A new study shows that women suffering from depression are less likely to get the best breast cancer care they need to prolong their lives. It included 45,000 Danish women over a time span from 1998-2011. 13% had been taking anti-depression medication and 2% had been to a hospital to be treated for depression. When compared to the women who have not had depression it showed that the woman with depression had not gotten the proper treatment they needed after being diagnosed with breast cancer. 13% of those women died of breast cancer compared to 11% of women who were not taking anti-depressants. It showed that these women seemed to receive a lower standard of health care. That part is still a mystery as to why the are not receiving the same referrals that women not suffering from depression get.

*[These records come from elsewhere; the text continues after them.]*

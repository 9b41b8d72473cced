use anyhow::{Context, Result};
use std::path::{Path, PathBuf};
use tracing::{info, warn};

pub use sessionlens_runtime_config::{CONFIG_FILE_NAME, ViewerConfig};

use crate::RunOptions;

/// Environment variable that relocates the config directory.
pub const CONFIG_DIR_ENV: &str = "SESSIONLENS_CONFIG_DIR";

// ── File I/O ────────────────────────────────────────────────────────────

/// Config directory: explicit override, then `$SESSIONLENS_CONFIG_DIR`,
/// then `~/.config/sessionlens`.
pub fn resolve_config_dir(explicit: Option<&Path>) -> Result<PathBuf> {
    if let Some(dir) = explicit {
        return Ok(dir.to_path_buf());
    }
    if let Some(dir) = std::env::var_os(CONFIG_DIR_ENV).filter(|v| !v.is_empty()) {
        return Ok(PathBuf::from(dir));
    }
    let home = std::env::var("HOME")
        .or_else(|_| std::env::var("USERPROFILE"))
        .context("Could not determine home directory")?;
    Ok(PathBuf::from(home).join(".config").join("sessionlens"))
}

pub fn log_dir(config_dir: &Path) -> PathBuf {
    config_dir.join("logs")
}

/// Load `sessionlens.toml` from `dir`. A missing or unreadable file yields defaults.
pub fn load_config(dir: &Path) -> ViewerConfig {
    let path = dir.join(CONFIG_FILE_NAME);
    if !path.exists() {
        info!(path = %path.display(), "no config file, using defaults");
        return ViewerConfig::default();
    }
    match read_config(&path) {
        Ok(config) => config,
        Err(err) => {
            warn!("{err:#}; using defaults");
            ViewerConfig::default()
        }
    }
}

fn read_config(path: &Path) -> Result<ViewerConfig> {
    let content = std::fs::read_to_string(path)
        .with_context(|| format!("Failed to read {}", path.display()))?;
    toml::from_str(&content).with_context(|| format!("Failed to parse {}", path.display()))
}

/// Save config to `<dir>/sessionlens.toml`.
pub fn save_config(dir: &Path, config: &ViewerConfig) -> Result<()> {
    std::fs::create_dir_all(dir)?;
    let path = dir.join(CONFIG_FILE_NAME);
    let content = toml::to_string_pretty(config).context("Failed to serialize config")?;
    std::fs::write(&path, content)
        .with_context(|| format!("Failed to write {}", path.display()))?;
    Ok(())
}

/// Command-line flags win over the file.
pub fn apply_overrides(config: &mut ViewerConfig, options: &RunOptions) {
    if let Some(ref url) = options.server {
        config.server.url = url.clone();
    }
    if let Some(ref key) = options.api_key {
        config.server.api_key = key.clone();
    }
    if options.newest_first {
        config.viewer.newest_first = true;
    }
}

#[cfg(test)]
mod tests {
    use super::*;

    #[test]
    fn explicit_dir_wins() {
        let dir = resolve_config_dir(Some(Path::new("/tmp/elsewhere"))).expect("dir");
        assert_eq!(dir, PathBuf::from("/tmp/elsewhere"));
    }

    #[test]
    fn missing_file_yields_defaults() {
        let tmp = tempfile::tempdir().expect("tempdir");
        assert_eq!(load_config(tmp.path()), ViewerConfig::default());
    }

    #[test]
    fn broken_file_yields_defaults() {
        let tmp = tempfile::tempdir().expect("tempdir");
        std::fs::write(tmp.path().join(CONFIG_FILE_NAME), "[server\nurl = ").expect("write");
        assert_eq!(load_config(tmp.path()), ViewerConfig::default());
    }

    #[test]
    fn saved_config_loads_back() {
        let tmp = tempfile::tempdir().expect("tempdir");
        let mut config = ViewerConfig::default();
        config.viewer.poll_interval_secs = 0;
        config.viewport.overscan = 12;
        save_config(tmp.path(), &config).expect("save");
        assert_eq!(load_config(tmp.path()), config);
    }

    #[test]
    fn cli_flags_override_file_values() {
        let mut config = ViewerConfig::default();
        let options = RunOptions {
            server: Some("https://sessions.example.com".into()),
            api_key: Some("k-123".into()),
            newest_first: true,
            ..RunOptions::default()
        };
        apply_overrides(&mut config, &options);
        assert_eq!(config.server.url, "https://sessions.example.com");
        assert_eq!(config.server.api_key, "k-123");
        assert!(config.viewer.newest_first);
    }
}
//! Shared viewer configuration types.
//!
//! The TUI reads `sessionlens.toml` into these types; the viewport engine
//! takes its tuning knobs from [`ViewportSettings`]. File discovery and CLI
//! overrides live in the TUI crate.

use serde::{Deserialize, Serialize};

/// Canonical config file name.
pub const CONFIG_FILE_NAME: &str = "sessionlens.toml";

/// Top-level viewer configuration (persisted as `sessionlens.toml`).
#[derive(Debug, Clone, PartialEq, Serialize, Deserialize, Default)]
pub struct ViewerConfig {
    #[serde(default)]
    pub server: ServerSettings,
    #[serde(default)]
    pub viewer: ViewerSettings,
    #[serde(default)]
    pub viewport: ViewportSettings,
}

#[derive(Debug, Clone, PartialEq, Serialize, Deserialize)]
pub struct ServerSettings {
    #[serde(default = "default_server_url")]
    pub url: String,
    #[serde(default)]
    pub api_key: String,
    #[serde(default = "default_timeout_secs")]
    pub timeout_secs: u64,
}

impl Default for ServerSettings {
    fn default() -> Self {
        Self {
            url: default_server_url(),
            api_key: String::new(),
            timeout_secs: default_timeout_secs(),
        }
    }
}

#[derive(Debug, Clone, PartialEq, Serialize, Deserialize)]
pub struct ViewerSettings {
    #[serde(default = "default_session_limit")]
    pub session_limit: u32,
    #[serde(default = "default_search_limit")]
    pub search_limit: u32,
    /// Seconds between update checks for the open session. 0 disables polling.
    #[serde(default = "default_poll_interval_secs")]
    pub poll_interval_secs: u64,
    /// Event poll timeout of the main loop; bounds how often a frame is drawn.
    #[serde(default = "default_frame_interval_ms")]
    pub frame_interval_ms: u64,
    #[serde(default = "default_false")]
    pub newest_first: bool,
    /// Collapse tool messages to a single line.
    #[serde(default = "default_false")]
    pub compact_tools: bool,
}

impl Default for ViewerSettings {
    fn default() -> Self {
        Self {
            session_limit: default_session_limit(),
            search_limit: default_search_limit(),
            poll_interval_secs: default_poll_interval_secs(),
            frame_interval_ms: default_frame_interval_ms(),
            newest_first: false,
            compact_tools: false,
        }
    }
}

/// Virtual-scroll tuning, in terminal rows unless noted.
#[derive(Debug, Clone, PartialEq, Serialize, Deserialize)]
pub struct ViewportSettings {
    #[serde(default = "default_estimated_height")]
    pub estimated_height: u32,
    #[serde(default = "default_gap")]
    pub gap: u32,
    #[serde(default = "default_overscan")]
    pub overscan: u32,
    #[serde(default = "default_recalc_debounce_ms")]
    pub recalc_debounce_ms: u64,
    #[serde(default = "default_repaint_threshold_pct")]
    pub repaint_threshold_pct: u32,
    #[serde(default = "default_repaint_item_threshold")]
    pub repaint_item_threshold: usize,
    #[serde(default = "default_minimap_min_block")]
    pub minimap_min_block: f64,
    #[serde(default = "default_minimap_settle_ms")]
    pub minimap_settle_ms: u64,
    /// Device rows per terminal row in the minimap (2 = half blocks).
    #[serde(default = "default_minimap_pixel_ratio")]
    pub minimap_pixel_ratio: u32,
    #[serde(default = "default_selection_margin")]
    pub selection_margin: u32,
}

impl Default for ViewportSettings {
    fn default() -> Self {
        Self {
            estimated_height: default_estimated_height(),
            gap: default_gap(),
            overscan: default_overscan(),
            recalc_debounce_ms: default_recalc_debounce_ms(),
            repaint_threshold_pct: default_repaint_threshold_pct(),
            repaint_item_threshold: default_repaint_item_threshold(),
            minimap_min_block: default_minimap_min_block(),
            minimap_settle_ms: default_minimap_settle_ms(),
            minimap_pixel_ratio: default_minimap_pixel_ratio(),
            selection_margin: default_selection_margin(),
        }
    }
}

fn default_false() -> bool {
    false
}
fn default_server_url() -> String {
    "http://127.0.0.1:8787".to_string()
}
fn default_timeout_secs() -> u64 {
    15
}
fn default_session_limit() -> u32 {
    200
}
fn default_search_limit() -> u32 {
    50
}
fn default_poll_interval_secs() -> u64 {
    5
}
fn default_frame_interval_ms() -> u64 {
    16
}
fn default_estimated_height() -> u32 {
    4
}
fn default_gap() -> u32 {
    1
}
fn default_overscan() -> u32 {
    40
}
fn default_recalc_debounce_ms() -> u64 {
    100
}
fn default_repaint_threshold_pct() -> u32 {
    5
}
fn default_repaint_item_threshold() -> usize {
    20
}
fn default_minimap_min_block() -> f64 {
    1.0
}
fn default_minimap_settle_ms() -> u64 {
    200
}
fn default_minimap_pixel_ratio() -> u32 {
    2
}
fn default_selection_margin() -> u32 {
    1
}

#[cfg(test)]
mod tests {
    use super::*;

    #[test]
    fn empty_file_yields_defaults() {
        let cfg: ViewerConfig = toml::from_str("").expect("parse toml");
        assert_eq!(cfg, ViewerConfig::default());
        assert_eq!(cfg.viewport.minimap_pixel_ratio, 2);
    }

    #[test]
    fn partial_sections_keep_field_defaults() {
        let cfg: ViewerConfig = toml::from_str(
            r#"
[server]
url = "https://sessions.example.com"

[viewport]
estimated_height = 6
"#,
        )
        .expect("parse toml");
        assert_eq!(cfg.server.url, "https://sessions.example.com");
        assert_eq!(cfg.server.timeout_secs, 15);
        assert_eq!(cfg.viewport.estimated_height, 6);
        assert_eq!(cfg.viewport.overscan, 40);
        assert_eq!(cfg.viewer.poll_interval_secs, 5);
    }

    #[test]
    fn config_roundtrips_through_toml() {
        let mut cfg = ViewerConfig::default();
        cfg.viewer.newest_first = true;
        cfg.server.api_key = "k".to_string();
        let text = toml::to_string_pretty(&cfg).expect("serialize");
        let back: ViewerConfig = toml::from_str(&text).expect("parse");
        assert_eq!(back, cfg);
    }
}
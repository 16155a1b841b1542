//! Persisted state root
//!
//! Holds only primitive data. Level, rank, streaks and heatmaps are derived
//! on demand and never stored.

use std::collections::{BTreeMap, BTreeSet, HashSet};

use chrono::NaiveDate;
use serde::{Deserialize, Serialize};

use crate::goals::GoalStore;
use crate::progress::{BadgeId, XpLedger, XpSource};

/// Current schema version of the state file
pub const STATE_VERSION: u32 = 1;

/// Everything one invocation loads, mutates and saves
#[derive(Debug, Clone, PartialEq, Eq, Serialize, Deserialize)]
#[serde(deny_unknown_fields)]
pub struct TrackerState {
    pub version: u32,

    /// Goals in creation order
    #[serde(default)]
    pub goals: GoalStore,

    /// Every XP award ever granted
    #[serde(default)]
    pub xp_ledger: XpLedger,

    /// Dates on which the daily quest bonus was granted
    #[serde(default)]
    pub quests: BTreeSet<NaiveDate>,

    /// Unlocked badges and the date each was first earned
    #[serde(default)]
    pub badges: BTreeMap<BadgeId, NaiveDate>,
}

impl Default for TrackerState {
    fn default() -> Self {
        Self {
            version: STATE_VERSION,
            goals: GoalStore::new(),
            xp_ledger: XpLedger::default(),
            quests: BTreeSet::new(),
            badges: BTreeMap::new(),
        }
    }
}

/// Invariant violations found in loaded state
#[derive(Debug, Clone, PartialEq, Eq, thiserror::Error)]
pub enum StateError {
    #[error("Unsupported state version {found} (expected {expected})")]
    UnsupportedVersion { found: u32, expected: u32 },

    #[error("Duplicate goal name '{0}'")]
    DuplicateGoal(String),

    #[error("Goal with an empty name")]
    EmptyName,

    #[error("XP award on {date} references unknown goal '{goal}'")]
    UnknownGoal { goal: String, date: NaiveDate },

    #[error("XP award on {0} has no goal")]
    MissingGoal(NaiveDate),

    #[error("Quest award on {0} has no matching quest date")]
    OrphanQuestAward(NaiveDate),
}

impl TrackerState {
    /// Check the invariants the core relies on.
    ///
    /// Run on every load; the core never proceeds on state that fails this.
    pub fn validate(&self) -> Result<(), StateError> {
        if self.version != STATE_VERSION {
            return Err(StateError::UnsupportedVersion {
                found: self.version,
                expected: STATE_VERSION,
            });
        }

        let mut names = HashSet::new();
        for goal in self.goals.list_all() {
            if goal.name.trim().is_empty() {
                return Err(StateError::EmptyName);
            }
            if !names.insert(goal.name.as_str()) {
                return Err(StateError::DuplicateGoal(goal.name.clone()));
            }
        }

        for award in self.xp_ledger.awards() {
            match award.source {
                XpSource::Log => {
                    let goal = award
                        .goal
                        .as_deref()
                        .ok_or(StateError::MissingGoal(award.date))?;
                    if !names.contains(goal) {
                        return Err(StateError::UnknownGoal {
                            goal: goal.to_string(),
                            date: award.date,
                        });
                    }
                }
                XpSource::DailyQuest => {
                    if !self.quests.contains(&award.date) {
                        return Err(StateError::OrphanQuestAward(award.date));
                    }
                }
            }
        }

        Ok(())
    }
}
use anyhow::Result;
use clap::{Parser, Subcommand};
use std::path::PathBuf;

mod cli;

#[derive(Parser)]
#[command(name = "goalquest")]
#[command(about = "Habit tracker that levels you up: streaks, XP, ranks and heatmaps")]
#[command(version)]
struct Cli {
    /// Path to the config file (defaults to ~/.goalquest/config.toml)
    #[arg(short, long, global = true)]
    config: Option<PathBuf>,

    /// Path to the state file (overrides the config)
    #[arg(short, long, global = true)]
    data: Option<PathBuf>,

    /// Enable verbose logging
    #[arg(short, long, global = true)]
    verbose: bool,

    #[command(subcommand)]
    command: Commands,
}

#[derive(Subcommand)]
enum Commands {
    /// Track a new goal
    Add {
        /// Name of the goal (e.g., pushups)
        name: String,

        /// Unit label shown next to quantities (e.g., reps, pages, minutes)
        #[arg(short, long, default_value = "times")]
        unit: String,

        /// Attribute the goal trains: STR, AGI, INT, VIT or PER
        #[arg(short, long, default_value = "STR")]
        attr: String,
    },

    /// Log progress: +N/-N adds to the day, a bare N sets it
    Log {
        /// Name of the goal
        name: String,

        /// Amount to log (e.g., 5, +1, -2)
        #[arg(default_value = "+1", allow_hyphen_values = true)]
        amount: String,

        /// Day to log for, YYYY-MM-DD (defaults to today)
        #[arg(long)]
        date: Option<String>,
    },

    /// Show heatmaps and streaks for one goal, or every active goal
    Show {
        /// Name of the goal
        name: Option<String>,

        /// Show a single heatmap combining all active goals
        #[arg(long, conflicts_with = "name")]
        overall: bool,
    },

    /// Show level, rank, attributes and badges
    Profile {
        /// Print the profile as JSON
        #[arg(long)]
        json: bool,
    },

    /// List all goals
    List,

    /// Pause a goal (history is kept)
    Archive {
        /// Name of the goal
        name: String,
    },

    /// Resume an archived goal
    Restore {
        /// Name of the goal
        name: String,
    },

    /// Generate a demo goal with a year of random history
    Seed,

    /// Write a default ~/.goalquest/config.toml
    Init {
        /// Overwrite existing config file
        #[arg(long)]
        force: bool,
    },
}

fn main() -> Result<()> {
    let cli = Cli::parse();

    // Initialize logging; command output goes to stdout, logs to stderr
    let log_level = if cli.verbose { "debug" } else { "warn" };
    tracing_subscriber::fmt()
        .with_writer(std::io::stderr)
        .with_env_filter(
            tracing_subscriber::EnvFilter::try_from_default_env()
                .unwrap_or_else(|_| tracing_subscriber::EnvFilter::new(log_level)),
        )
        .init();

    let Cli {
        config,
        data,
        command,
        ..
    } = cli;
    let context = || cli::Context::load(config.as_deref(), data.clone());

    match command {
        Commands::Init { force } => cli::init::init_command(config.clone(), force),
        Commands::Add { name, unit, attr } => {
            cli::goals::add_command(&context()?, &name, &unit, &attr)
        }
        Commands::Log { name, amount, date } => {
            cli::log::log_command(&context()?, &name, &amount, date.as_deref())
        }
        Commands::Show { name, overall } => {
            cli::show::show_command(&context()?, name.as_deref(), overall)
        }
        Commands::Profile { json } => cli::profile::profile_command(&context()?, json),
        Commands::List => cli::goals::list_command(&context()?),
        Commands::Archive { name } => cli::goals::archive_command(&context()?, &name),
        Commands::Restore { name } => cli::goals::restore_command(&context()?, &name),
        Commands::Seed => cli::seed::seed_command(&context()?),
    }
}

- 1Breast cancer patients with a history of depression are less likely to receive recommended care for their disease, a new study finds.
- 2Compared with those who never took antidepressants, patients who used antidepressants were much less likely to receive recommended breast cancer treatments and had shorter overall survival, according to Dr. Nis Suppli, of the Danish Cancer Society Research Center in Copenhagen, Denmark, and colleagues.
- 3In addition, the researchers found that antidepressant use was tied to shorter breast cancer-specific survival: five years after cancer diagnosis, 13 percent of patients who used antidepressants had died of breast cancer, compared to 11 percent of those who never took the drugs.
Findings suggest that women with prior depression may be vulnerable to receiving sub-standard breast cancer care.